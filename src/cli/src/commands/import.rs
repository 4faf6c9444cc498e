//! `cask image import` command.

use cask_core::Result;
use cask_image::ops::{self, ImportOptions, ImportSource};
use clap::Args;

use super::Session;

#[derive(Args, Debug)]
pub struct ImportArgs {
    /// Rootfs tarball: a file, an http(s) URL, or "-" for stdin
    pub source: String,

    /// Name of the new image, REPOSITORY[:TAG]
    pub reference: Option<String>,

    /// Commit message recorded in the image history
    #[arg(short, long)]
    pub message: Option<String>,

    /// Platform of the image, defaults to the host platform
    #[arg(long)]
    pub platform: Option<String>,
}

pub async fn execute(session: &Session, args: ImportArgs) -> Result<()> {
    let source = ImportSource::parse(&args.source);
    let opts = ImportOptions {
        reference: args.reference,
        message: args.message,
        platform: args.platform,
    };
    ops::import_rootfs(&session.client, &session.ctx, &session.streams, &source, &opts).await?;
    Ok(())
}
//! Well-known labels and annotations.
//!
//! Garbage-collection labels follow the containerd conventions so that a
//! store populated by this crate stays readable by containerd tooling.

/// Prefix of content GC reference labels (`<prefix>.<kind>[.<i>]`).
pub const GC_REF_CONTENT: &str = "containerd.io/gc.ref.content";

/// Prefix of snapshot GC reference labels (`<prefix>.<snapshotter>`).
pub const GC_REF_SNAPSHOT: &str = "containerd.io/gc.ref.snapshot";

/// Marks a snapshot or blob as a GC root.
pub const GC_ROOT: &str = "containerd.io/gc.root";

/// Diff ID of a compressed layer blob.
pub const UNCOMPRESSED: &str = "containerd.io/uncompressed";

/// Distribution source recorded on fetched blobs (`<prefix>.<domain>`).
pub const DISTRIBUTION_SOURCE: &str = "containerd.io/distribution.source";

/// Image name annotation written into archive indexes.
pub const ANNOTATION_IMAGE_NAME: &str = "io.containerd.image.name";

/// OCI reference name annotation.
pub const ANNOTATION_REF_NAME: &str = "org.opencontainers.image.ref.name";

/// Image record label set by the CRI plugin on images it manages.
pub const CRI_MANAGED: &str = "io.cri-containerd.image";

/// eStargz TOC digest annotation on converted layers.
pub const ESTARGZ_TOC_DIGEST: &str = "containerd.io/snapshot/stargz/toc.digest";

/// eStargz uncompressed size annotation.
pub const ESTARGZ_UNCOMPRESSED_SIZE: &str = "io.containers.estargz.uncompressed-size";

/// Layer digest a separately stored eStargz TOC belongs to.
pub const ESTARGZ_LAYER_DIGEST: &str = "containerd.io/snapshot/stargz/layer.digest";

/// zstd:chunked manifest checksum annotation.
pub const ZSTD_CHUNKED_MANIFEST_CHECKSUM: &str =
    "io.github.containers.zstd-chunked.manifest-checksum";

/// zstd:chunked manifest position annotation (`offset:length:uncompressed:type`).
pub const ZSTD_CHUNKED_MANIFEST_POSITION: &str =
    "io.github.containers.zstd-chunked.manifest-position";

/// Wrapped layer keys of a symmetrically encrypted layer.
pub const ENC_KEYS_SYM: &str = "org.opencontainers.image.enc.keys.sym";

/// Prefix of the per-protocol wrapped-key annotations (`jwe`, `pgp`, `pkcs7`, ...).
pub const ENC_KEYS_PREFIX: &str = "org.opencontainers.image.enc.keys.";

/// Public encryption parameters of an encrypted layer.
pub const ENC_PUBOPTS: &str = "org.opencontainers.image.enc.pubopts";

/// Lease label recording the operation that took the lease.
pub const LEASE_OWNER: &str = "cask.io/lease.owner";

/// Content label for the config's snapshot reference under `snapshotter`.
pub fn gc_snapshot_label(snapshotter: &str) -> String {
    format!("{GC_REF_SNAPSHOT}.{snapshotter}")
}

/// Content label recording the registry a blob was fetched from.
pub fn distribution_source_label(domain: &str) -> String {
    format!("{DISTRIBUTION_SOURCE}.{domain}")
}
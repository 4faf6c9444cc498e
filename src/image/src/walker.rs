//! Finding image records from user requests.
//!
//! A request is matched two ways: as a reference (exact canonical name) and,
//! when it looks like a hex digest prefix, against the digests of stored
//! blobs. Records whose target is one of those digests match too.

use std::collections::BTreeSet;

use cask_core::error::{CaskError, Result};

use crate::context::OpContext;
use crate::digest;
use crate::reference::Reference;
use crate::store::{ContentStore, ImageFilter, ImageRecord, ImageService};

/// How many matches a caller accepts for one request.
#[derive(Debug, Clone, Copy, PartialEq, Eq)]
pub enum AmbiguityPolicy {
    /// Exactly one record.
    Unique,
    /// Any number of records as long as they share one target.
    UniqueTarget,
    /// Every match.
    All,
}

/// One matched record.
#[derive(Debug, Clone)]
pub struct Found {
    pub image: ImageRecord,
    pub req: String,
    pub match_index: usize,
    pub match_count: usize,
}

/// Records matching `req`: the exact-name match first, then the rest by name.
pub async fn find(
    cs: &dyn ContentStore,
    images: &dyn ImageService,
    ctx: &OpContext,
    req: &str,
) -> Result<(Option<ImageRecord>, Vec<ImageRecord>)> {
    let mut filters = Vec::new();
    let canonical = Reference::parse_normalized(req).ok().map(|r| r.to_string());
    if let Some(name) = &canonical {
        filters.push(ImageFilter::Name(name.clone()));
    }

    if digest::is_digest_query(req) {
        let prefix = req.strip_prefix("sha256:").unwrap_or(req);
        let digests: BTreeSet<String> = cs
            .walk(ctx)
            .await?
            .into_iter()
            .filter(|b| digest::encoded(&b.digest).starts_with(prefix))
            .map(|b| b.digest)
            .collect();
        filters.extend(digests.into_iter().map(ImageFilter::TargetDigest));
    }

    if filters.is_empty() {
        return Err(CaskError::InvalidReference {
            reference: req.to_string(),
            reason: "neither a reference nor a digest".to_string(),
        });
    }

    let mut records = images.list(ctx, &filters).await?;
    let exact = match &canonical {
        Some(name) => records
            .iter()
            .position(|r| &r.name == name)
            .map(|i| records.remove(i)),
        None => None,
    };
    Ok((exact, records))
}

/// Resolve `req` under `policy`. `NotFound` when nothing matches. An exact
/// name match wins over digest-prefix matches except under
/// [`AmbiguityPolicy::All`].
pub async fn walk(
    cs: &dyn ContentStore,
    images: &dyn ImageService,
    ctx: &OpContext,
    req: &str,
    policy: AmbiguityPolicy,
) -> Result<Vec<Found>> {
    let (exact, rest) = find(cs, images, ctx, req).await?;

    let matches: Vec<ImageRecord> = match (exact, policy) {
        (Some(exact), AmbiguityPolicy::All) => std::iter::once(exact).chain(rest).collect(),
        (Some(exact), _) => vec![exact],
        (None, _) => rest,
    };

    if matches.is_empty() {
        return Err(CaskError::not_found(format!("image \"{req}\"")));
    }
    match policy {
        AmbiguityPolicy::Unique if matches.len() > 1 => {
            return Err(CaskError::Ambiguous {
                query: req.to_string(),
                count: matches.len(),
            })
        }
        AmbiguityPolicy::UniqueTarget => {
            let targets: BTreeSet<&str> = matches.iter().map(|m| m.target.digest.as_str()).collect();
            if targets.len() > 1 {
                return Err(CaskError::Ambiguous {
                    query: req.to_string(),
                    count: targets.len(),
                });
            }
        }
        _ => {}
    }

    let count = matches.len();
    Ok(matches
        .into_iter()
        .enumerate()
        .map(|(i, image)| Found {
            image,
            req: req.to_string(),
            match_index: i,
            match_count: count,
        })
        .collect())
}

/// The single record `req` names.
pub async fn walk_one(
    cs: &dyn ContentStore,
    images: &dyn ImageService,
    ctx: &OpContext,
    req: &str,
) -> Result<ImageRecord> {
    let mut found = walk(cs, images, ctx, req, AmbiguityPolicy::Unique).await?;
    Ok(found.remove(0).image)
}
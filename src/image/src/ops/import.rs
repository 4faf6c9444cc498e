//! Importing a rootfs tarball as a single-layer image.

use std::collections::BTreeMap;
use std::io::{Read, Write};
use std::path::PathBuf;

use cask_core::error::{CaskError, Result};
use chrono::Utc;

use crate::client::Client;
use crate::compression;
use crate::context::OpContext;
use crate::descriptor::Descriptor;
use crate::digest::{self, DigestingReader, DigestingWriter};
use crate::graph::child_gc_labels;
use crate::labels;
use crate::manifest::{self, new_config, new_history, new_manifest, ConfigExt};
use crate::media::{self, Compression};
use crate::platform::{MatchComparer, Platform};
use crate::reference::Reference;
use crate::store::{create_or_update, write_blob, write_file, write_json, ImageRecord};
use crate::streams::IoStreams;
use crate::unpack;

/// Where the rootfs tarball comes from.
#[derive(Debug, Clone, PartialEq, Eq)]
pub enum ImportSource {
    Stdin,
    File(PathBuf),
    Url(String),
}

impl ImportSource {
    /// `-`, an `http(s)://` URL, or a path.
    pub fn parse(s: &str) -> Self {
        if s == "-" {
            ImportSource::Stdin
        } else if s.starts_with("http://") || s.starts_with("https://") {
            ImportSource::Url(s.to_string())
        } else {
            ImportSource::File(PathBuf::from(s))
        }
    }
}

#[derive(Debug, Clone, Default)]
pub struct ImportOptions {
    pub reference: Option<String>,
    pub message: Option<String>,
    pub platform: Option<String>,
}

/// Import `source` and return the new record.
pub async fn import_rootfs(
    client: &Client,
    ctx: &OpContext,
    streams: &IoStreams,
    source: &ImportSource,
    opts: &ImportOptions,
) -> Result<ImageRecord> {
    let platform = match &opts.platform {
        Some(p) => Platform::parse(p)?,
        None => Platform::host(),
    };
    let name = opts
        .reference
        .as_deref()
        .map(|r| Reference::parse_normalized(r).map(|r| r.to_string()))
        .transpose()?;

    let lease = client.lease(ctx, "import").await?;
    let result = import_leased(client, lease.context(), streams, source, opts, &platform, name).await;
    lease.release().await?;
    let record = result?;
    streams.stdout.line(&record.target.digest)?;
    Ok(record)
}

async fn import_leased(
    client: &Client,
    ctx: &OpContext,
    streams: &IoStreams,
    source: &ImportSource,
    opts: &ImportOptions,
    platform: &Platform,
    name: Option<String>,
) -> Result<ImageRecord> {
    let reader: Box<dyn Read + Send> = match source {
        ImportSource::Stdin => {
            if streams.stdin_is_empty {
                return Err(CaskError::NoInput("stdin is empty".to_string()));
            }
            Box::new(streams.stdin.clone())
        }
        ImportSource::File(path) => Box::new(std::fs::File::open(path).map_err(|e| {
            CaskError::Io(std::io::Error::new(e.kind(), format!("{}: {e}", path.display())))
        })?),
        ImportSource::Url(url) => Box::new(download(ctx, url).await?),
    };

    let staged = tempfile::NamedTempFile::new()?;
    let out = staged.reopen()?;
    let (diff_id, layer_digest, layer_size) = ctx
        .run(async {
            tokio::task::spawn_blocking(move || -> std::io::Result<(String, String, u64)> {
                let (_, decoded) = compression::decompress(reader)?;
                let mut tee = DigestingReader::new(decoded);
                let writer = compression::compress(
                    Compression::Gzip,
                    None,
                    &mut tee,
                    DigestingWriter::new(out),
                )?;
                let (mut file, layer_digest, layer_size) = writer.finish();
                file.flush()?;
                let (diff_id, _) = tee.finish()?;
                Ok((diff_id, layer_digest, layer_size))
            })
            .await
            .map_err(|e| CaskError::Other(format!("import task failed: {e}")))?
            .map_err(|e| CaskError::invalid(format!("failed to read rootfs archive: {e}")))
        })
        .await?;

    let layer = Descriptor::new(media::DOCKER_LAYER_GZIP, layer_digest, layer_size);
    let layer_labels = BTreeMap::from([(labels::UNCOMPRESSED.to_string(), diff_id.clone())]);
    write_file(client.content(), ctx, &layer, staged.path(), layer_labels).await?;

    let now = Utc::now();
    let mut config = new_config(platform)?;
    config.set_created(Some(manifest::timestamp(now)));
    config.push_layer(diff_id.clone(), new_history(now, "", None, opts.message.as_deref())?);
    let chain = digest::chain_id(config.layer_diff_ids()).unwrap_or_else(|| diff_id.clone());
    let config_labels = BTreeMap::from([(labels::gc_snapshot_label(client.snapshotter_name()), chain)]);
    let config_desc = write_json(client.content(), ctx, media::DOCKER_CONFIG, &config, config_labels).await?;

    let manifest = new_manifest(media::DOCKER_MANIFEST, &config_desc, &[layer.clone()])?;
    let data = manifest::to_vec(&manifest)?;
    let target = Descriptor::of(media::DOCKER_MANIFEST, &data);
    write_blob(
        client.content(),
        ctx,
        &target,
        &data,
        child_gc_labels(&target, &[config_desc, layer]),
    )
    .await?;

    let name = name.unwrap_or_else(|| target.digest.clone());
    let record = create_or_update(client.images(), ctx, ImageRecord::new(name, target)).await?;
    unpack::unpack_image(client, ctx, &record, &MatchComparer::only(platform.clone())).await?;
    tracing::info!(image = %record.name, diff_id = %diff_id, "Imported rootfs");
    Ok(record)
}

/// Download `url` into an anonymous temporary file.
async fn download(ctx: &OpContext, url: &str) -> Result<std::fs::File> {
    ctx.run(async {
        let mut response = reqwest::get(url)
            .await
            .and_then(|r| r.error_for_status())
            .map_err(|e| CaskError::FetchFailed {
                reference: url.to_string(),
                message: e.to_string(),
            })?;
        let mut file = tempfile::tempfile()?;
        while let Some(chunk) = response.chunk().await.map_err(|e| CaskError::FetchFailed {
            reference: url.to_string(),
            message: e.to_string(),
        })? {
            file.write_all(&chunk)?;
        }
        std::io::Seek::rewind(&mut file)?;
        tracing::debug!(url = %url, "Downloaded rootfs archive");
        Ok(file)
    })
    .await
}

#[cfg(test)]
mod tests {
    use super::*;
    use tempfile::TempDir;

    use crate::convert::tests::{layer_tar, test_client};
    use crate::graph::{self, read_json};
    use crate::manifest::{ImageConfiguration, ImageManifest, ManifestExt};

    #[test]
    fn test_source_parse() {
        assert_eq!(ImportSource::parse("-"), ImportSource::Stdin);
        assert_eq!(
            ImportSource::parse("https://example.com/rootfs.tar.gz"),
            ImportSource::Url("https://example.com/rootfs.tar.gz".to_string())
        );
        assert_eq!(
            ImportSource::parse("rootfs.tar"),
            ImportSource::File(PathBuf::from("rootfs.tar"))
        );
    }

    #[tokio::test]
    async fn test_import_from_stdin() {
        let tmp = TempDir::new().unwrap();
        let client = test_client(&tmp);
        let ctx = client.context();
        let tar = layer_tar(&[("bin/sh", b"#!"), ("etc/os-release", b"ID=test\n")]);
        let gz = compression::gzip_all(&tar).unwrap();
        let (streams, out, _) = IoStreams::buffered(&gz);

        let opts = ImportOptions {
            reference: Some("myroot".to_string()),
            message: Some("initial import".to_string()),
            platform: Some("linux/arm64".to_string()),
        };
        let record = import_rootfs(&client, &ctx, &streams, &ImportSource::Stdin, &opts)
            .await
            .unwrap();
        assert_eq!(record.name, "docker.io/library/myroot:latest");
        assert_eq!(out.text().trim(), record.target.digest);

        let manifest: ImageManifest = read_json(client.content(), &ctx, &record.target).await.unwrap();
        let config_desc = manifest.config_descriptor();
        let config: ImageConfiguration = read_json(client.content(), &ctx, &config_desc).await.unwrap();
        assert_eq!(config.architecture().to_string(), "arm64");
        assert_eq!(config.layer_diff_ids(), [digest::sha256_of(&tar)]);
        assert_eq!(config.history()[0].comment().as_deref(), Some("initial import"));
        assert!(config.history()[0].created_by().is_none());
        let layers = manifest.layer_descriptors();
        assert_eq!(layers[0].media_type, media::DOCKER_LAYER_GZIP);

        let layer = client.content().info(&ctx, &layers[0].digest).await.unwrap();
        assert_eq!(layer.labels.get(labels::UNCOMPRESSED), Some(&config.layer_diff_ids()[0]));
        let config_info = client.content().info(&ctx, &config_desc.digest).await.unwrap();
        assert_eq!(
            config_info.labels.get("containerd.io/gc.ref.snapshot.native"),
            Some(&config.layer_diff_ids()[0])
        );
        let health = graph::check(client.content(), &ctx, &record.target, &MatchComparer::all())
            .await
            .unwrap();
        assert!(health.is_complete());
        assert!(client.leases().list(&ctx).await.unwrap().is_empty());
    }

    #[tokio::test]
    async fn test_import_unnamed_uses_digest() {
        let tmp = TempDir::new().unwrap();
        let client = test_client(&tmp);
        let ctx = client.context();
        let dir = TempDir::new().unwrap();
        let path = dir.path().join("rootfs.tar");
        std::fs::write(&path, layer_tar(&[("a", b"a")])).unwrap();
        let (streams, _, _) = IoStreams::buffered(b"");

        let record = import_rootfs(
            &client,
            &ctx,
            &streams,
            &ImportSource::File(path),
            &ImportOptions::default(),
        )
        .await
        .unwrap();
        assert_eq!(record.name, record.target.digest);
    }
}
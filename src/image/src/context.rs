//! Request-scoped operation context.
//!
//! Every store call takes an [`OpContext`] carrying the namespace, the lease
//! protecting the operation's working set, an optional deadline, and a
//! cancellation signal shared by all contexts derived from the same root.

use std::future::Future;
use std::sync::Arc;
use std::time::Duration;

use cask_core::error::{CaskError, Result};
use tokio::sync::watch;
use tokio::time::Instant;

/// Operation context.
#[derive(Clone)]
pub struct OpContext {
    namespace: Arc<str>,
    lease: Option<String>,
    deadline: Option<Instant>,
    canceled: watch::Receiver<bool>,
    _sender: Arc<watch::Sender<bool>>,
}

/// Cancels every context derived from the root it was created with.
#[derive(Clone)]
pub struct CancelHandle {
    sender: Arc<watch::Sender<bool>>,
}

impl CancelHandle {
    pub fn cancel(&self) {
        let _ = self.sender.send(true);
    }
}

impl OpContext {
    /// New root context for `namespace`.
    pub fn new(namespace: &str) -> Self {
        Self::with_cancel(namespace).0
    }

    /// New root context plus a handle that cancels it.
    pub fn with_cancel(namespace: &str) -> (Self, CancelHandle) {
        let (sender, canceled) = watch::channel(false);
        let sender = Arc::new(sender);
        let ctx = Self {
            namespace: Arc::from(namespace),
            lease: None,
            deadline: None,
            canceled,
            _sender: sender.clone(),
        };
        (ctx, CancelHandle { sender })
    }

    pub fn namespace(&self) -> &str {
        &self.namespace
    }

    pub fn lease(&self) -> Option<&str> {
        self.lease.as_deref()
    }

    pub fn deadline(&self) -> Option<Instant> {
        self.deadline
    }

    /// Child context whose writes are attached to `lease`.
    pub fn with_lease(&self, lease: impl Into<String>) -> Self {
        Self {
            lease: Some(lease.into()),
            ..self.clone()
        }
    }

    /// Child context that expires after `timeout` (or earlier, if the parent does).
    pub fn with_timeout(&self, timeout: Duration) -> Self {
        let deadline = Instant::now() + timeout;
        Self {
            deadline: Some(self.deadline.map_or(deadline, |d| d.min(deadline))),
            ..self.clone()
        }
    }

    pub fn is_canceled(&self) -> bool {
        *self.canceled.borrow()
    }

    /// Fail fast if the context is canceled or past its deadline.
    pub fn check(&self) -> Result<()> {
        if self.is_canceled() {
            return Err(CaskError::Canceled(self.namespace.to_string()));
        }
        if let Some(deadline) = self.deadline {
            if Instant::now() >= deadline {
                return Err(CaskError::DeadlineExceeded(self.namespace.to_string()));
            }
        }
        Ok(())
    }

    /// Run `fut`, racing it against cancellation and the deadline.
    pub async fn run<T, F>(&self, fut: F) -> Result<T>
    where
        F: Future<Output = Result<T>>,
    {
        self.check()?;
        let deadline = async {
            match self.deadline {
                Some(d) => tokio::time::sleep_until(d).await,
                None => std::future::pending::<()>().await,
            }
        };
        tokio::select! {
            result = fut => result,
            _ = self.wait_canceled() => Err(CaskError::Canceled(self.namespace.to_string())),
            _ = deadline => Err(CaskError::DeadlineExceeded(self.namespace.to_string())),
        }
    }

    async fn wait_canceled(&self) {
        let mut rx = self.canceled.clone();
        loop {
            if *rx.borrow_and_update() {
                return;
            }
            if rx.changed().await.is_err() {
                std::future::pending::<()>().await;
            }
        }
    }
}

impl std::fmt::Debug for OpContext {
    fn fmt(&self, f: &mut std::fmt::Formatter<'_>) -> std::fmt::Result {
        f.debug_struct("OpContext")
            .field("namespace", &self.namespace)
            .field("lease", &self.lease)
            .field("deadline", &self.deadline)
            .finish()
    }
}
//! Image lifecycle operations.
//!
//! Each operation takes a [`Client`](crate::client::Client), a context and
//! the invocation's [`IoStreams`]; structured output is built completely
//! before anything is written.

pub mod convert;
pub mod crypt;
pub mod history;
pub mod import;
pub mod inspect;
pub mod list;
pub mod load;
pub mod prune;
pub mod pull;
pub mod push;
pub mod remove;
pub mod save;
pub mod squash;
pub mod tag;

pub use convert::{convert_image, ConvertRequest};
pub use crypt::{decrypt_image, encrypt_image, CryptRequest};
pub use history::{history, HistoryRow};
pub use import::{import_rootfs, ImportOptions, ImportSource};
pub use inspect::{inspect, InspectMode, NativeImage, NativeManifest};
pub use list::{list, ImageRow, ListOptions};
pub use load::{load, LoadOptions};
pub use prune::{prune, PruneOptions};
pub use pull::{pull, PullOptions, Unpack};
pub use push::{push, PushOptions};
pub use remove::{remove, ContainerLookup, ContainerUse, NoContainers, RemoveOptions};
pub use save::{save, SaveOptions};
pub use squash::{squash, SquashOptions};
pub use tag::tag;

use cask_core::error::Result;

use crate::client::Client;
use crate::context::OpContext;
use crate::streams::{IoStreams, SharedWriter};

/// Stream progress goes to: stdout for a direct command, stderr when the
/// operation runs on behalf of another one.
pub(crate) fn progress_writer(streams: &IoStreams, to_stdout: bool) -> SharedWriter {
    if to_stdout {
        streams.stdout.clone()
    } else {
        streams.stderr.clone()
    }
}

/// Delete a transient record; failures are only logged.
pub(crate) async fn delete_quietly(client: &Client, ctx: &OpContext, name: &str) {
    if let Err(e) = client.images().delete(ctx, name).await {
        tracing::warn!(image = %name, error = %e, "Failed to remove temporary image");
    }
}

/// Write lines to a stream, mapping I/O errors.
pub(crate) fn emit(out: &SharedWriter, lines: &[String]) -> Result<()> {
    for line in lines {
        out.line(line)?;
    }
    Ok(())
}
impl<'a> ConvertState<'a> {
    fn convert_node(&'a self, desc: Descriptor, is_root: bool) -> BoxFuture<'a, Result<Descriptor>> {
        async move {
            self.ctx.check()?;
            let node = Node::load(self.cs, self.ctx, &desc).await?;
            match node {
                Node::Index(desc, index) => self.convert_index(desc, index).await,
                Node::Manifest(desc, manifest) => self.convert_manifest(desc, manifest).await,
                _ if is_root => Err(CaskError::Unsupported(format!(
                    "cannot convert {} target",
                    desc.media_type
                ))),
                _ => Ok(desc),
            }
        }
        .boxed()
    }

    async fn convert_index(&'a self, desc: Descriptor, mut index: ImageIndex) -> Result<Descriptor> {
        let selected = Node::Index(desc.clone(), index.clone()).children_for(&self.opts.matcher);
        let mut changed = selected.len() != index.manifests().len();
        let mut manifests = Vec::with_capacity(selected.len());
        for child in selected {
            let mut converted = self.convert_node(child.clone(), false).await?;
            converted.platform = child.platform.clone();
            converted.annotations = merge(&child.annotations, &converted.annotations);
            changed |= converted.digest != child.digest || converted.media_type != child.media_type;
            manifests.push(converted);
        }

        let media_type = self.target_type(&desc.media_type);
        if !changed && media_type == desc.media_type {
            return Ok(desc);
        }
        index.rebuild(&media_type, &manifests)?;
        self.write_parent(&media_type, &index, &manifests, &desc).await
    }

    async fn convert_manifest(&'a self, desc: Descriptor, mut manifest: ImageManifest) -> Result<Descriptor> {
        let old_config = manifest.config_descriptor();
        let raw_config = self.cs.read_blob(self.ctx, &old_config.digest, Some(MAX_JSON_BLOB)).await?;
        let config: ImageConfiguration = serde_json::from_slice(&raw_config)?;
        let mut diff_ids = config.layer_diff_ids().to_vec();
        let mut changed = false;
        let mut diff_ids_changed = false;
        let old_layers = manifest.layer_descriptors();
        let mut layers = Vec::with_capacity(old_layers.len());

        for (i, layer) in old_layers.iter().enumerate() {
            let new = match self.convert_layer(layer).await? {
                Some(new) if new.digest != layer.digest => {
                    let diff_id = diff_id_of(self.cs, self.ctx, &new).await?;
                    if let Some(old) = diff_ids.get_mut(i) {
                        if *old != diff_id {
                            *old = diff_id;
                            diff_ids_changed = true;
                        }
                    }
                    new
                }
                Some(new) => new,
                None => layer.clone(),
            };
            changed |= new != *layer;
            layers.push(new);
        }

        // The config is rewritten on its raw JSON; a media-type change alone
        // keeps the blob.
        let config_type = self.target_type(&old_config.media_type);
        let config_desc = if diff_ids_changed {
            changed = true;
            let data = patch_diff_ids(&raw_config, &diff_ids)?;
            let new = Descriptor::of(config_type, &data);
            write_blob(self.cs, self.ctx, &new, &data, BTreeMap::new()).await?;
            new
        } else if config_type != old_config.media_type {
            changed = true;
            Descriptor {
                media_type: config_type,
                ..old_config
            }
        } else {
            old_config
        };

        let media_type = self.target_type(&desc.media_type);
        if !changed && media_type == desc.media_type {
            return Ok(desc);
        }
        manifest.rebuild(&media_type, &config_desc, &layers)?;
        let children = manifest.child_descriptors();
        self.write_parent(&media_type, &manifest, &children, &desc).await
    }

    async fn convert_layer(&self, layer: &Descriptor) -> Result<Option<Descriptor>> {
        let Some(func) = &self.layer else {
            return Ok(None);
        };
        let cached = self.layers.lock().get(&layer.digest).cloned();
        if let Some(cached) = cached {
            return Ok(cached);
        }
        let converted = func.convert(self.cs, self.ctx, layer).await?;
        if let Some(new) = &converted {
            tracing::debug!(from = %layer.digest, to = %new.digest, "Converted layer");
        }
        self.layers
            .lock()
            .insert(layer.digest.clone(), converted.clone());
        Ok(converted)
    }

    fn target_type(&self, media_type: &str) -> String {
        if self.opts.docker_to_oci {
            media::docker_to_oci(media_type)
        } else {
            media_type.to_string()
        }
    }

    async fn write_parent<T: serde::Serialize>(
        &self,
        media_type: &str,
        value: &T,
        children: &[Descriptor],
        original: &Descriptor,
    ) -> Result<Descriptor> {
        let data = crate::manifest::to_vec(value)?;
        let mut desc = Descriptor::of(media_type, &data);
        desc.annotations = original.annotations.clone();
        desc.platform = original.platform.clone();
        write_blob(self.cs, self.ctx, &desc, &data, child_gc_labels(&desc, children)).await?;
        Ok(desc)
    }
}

..........

REQUIRED ACTION> Set down only the lines above that fall between the line holding "A request is" and the line holding "use crate::digest;", inclusive, keeping each exact.

ANSWER BOX>
//! A request is matched two ways: as a reference (exact canonical name) and,
//! when it looks like a hex digest prefix, against the digests of stored
//! blobs. Records whose target is one of those digests match too.

use std::collections::BTreeSet;

use cask_core::error::{CaskError, Result};

use crate::context::OpContext;
use crate::digest;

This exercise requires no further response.